Did you know, for instance, that in Carry On Doctor and Carry On Doctor Again, the entrance of Borough County Hospital, where Dr Nookey works (it became the classic double entendre Long Hampton Hospital in the later film) is actually Maidenhead Town Hall’s ceremonial entrance in St Ives Road?

Maidenhead also appears in Carry on Camping, just round the corner at what was Courts in the High Street. Dr Nookey also got to work in Windsor’s Park Street. And in Carry On Matron we move on to Ascot’s Heatherwood Hospital which becomes Finisham Maternity Hospital. When matron Hattie Jacques manages to drag consultant Kenneth Williams down the aisle it is at St Mary’s Church in Denham.

But back to Windsor – and Bray – for a bit of horror, courtesy of The Quatermass Xperiment, also known as The Creeping Unknown. Drugs are stolen from a chemist in Windsor’s Queen Charlotte Street, but the real shivers are reserved for an evil trail of alien slime which can even climb a wall at Goswell Hill.

The Bray action includes a couple of astronauts landing in a field and ambulances flying along the High Street.

Sean Connery… well it’s all glamour, glitz, girls in bikinis and exotic settings, isn’t it? Not always. A 1972 drama, The Offence, brought him to Bracknell, playing a police detective who kills a suspected child molester during interrogation. Scenes were shot around the town, including at Point Royal flats in Easthampstead and the Mill Pond area of Wildridings.

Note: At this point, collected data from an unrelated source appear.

use crate::Database;
use crate::models::{SessionRow, SettingsRow, StoredSession};
use aichat_types::models::UserProfile;
use aichat_types::settings::{ConversationSettings, SpeechEngine, clamp_speed};
use anyhow::{Context, Result};
use rusqlite::Connection;
use tracing::{debug, warn};

impl Database {
    // -- Session --

    pub fn save_session(&self, jwt: &str, user: &UserProfile) -> Result<()> {
        let user_json = serde_json::to_string(user)?;
        self.with_conn(|conn| {
            conn.execute(
                "INSERT INTO session (id, jwt, user_json) VALUES (1, ?1, ?2)
                 ON CONFLICT(id) DO UPDATE SET
                    jwt = excluded.jwt,
                    user_json = excluded.user_json,
                    saved_at = datetime('now')",
                (jwt, &user_json),
            )?;
            Ok(())
        })?;
        debug!(user = %user.username, "Session saved");
        Ok(())
    }

    /// The stored session, if any. A row whose profile no longer parses is
    /// treated as signed out.
    pub fn load_session(&self) -> Result<Option<StoredSession>> {
        let Some(row) = self.with_conn(query_session)? else {
            return Ok(None);
        };
        match serde_json::from_str::<UserProfile>(&row.user_json) {
            Ok(user) => Ok(Some(StoredSession { jwt: row.jwt, user })),
            Err(e) => {
                warn!(saved_at = %row.saved_at, "Discarding unreadable stored session: {}", e);
                Ok(None)
            }
        }
    }

    pub fn clear_session(&self) -> Result<()> {
        self.with_conn(|conn| {
            conn.execute("DELETE FROM session", [])?;
            Ok(())
        })
    }

    // -- Settings --

    pub fn save_settings(&self, settings: &ConversationSettings) -> Result<()> {
        self.with_conn(|conn| {
            conn.execute(
                "INSERT INTO settings (id, language, speed, auto_speech, speech_engine)
                 VALUES (1, ?1, ?2, ?3, ?4)
                 ON CONFLICT(id) DO UPDATE SET
                    language = excluded.language,
                    speed = excluded.speed,
                    auto_speech = excluded.auto_speech,
                    speech_engine = excluded.speech_engine,
                    updated_at = datetime('now')",
                rusqlite::params![
                    settings.language,
                    f64::from(settings.speed),
                    settings.auto_speech,
                    settings.speech_engine.to_string(),
                ],
            )
            .context("writing settings")?;
            Ok(())
        })
    }

    /// Stored settings, or `None` on first launch.
    pub fn load_settings(&self) -> Result<Option<ConversationSettings>> {
        let Some(row) = self.with_conn(query_settings)? else {
            return Ok(None);
        };
        let speech_engine = row.speech_engine.parse::<SpeechEngine>().unwrap_or_else(|e| {
            warn!("{}; falling back to the default engine", e);
            ConversationSettings::default().speech_engine
        });
        Ok(Some(ConversationSettings {
            language: row.language,
            speed: clamp_speed(row.speed as f32),
            auto_speech: row.auto_speech,
            speech_engine,
        }))
    }
}

fn query_session(conn: &Connection) -> Result<Option<SessionRow>> {
    let mut stmt = conn.prepare("SELECT jwt, user_json, saved_at FROM session WHERE id = 1")?;

    let row = stmt
        .query_row([], |row| {
            Ok(SessionRow {
                jwt: row.get(0)?,
                user_json: row.get(1)?,
                saved_at: row.get(2)?,
            })
        })
        .optional()?;

    Ok(row)
}

fn query_settings(conn: &Connection) -> Result<Option<SettingsRow>> {
    let mut stmt = conn.prepare(
        "SELECT language, speed, auto_speech, speech_engine FROM settings WHERE id = 1",
    )?;

    let row = stmt
        .query_row([], |row| {
            Ok(SettingsRow {
                language: row.get(0)?,
                speed: row.get(1)?,
                auto_speech: row.get(2)?,
                speech_engine: row.get(3)?,
            })
        })
        .optional()?;

    Ok(row)
}

/// Extension trait for optional query results
trait OptionalExt<T> {
    fn optional(self) -> Result<Option<T>>;
}

impl<T> OptionalExt<T> for std::result::Result<T, rusqlite::Error> {
    fn optional(self) -> Result<Option<T>> {
        match self {
            Ok(val) => Ok(Some(val)),
            Err(rusqlite::Error::QueryReturnedNoRows) => Ok(None),
            Err(e) => Err(e.into()),
        }
    }
}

It’s a harsh drama as the film explores the policeman’s own history and why he cannot escape images of violence. A strong supporting cast included Ian Bannen, Trevor Howard and Vivien Merchant as the officer’s wife. Interestingly, the film was a project Connery was allowed to do after agreeing to return to the Bond franchise.

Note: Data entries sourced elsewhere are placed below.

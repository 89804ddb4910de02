//! HTTP client for the Strapi content backend, plus the authenticated
//! session and the adapter that serves the stores from it.

pub mod auth;
pub mod client;
pub mod conversations;
pub mod error;
pub mod query;

pub use auth::AuthSession;
pub use client::{DEFAULT_TIMEOUT, StrapiClient};
pub use conversations::StrapiBackend;
pub use error::{ApiError, ApiResult};
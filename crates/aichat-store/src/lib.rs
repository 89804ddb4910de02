//! Client-side state containers for AI-character conversations.
//!
//! Each store is a cheap cloneable handle. All mutation goes through the
//! named operations; observers read snapshots and subscribe to the shared
//! [`Dispatcher`] for change events.

pub mod backend;
pub mod characters;
pub mod conversation;
pub mod dispatcher;
pub mod error;
pub mod markdown;
mod ordering;
pub mod settings;
pub mod speech;

pub use backend::{CharacterCatalog, ConversationBackend, IdentityProvider};
pub use characters::{CatalogStatus, CharacterStore};
pub use conversation::{
    ConversationSnapshot, ConversationStore, LoadMoreOutcome, LoadOutcome, LoadStatus, SendState,
    SentExchange,
};
pub use dispatcher::Dispatcher;
pub use error::StoreError;
pub use settings::{SettingsPersistence, SettingsStore};
pub use speech::{SpeechOutput, SpeechRequest};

It’s not the only gritty British drama shot during that period in Bracknell. In 1970 superstar Richard Burton arrived at the town’s Southern Industrial Estate to film scenes of a wages snatch outside what was the Clark Eaton glass factory in Ellesfield Avenue.

He was playing a vicious and sadistic gangster, Vic Dakin, in Villain, alongside a cast which included Ian McShane, TP McKenna and Donald Sinden. Before filming started Burton had said it was the sort of role he had always wanted to do… but he may have regretted that. The film was a flop and many believe it damaged his box office lure.

Before we leave Bracknell, it’s worth noting that it has also appeared in Harry Potter and the Time Bandits, so it’s not all about horrible crimes.

Back to Reading and Munchees café in the Butter Market has been in Broadchurch (as has Jennett’s Park in Bracknell) but it is the use of Huntley and Palmers biscuit factory for the 1976 filming of Bugsy Malone prior to the building’s demolition that still stands out.

We need a drink after all that, and if you’ve been to Stanlake Park at Twyford for a bottle and it’s all seemed a bit familiar, there might be a reason. There’s been filming here for The Woman in Black (ITV), Midsomer Murders, New Tricks and Rosemary & Thyme.

Three in disguise

• You’d think that Ascot Racecourse is hard not to recognise, but all that glass and escalators meant it could be turned into an airport supposedly in Shanghai for Daniel Craig’s third outing as Bond in 2012’s Skyfall. The racecourse had ‘played itself’, however, in another Bond movie, A View to a Kill, where Roger Moore sought out a villain.

• Off to Henley Regatta? Not exactly. In 2010’s The Social Network, the story of Mark Zuckerberg and founding of Facebook, Dorney Lake glides through its stand-in part as the Thames at Henley. All this, of course, was before it was used for rowing and kayaking events in the London Olympics and Paralympics.

• So Marilyn Monroe comes to England, flying into London Airport? Yes, she did that, arriving with then husband Arthur Miller. But for the film My Week with Marilyn, built around her time filming The Prince and the Showgirl with Laurence Olivier at Pinewood, modern day Heathrow would simply not do. So White Waltham Airfield near Maidenhead stood in as the airport for the Hollywood icon’s arrival.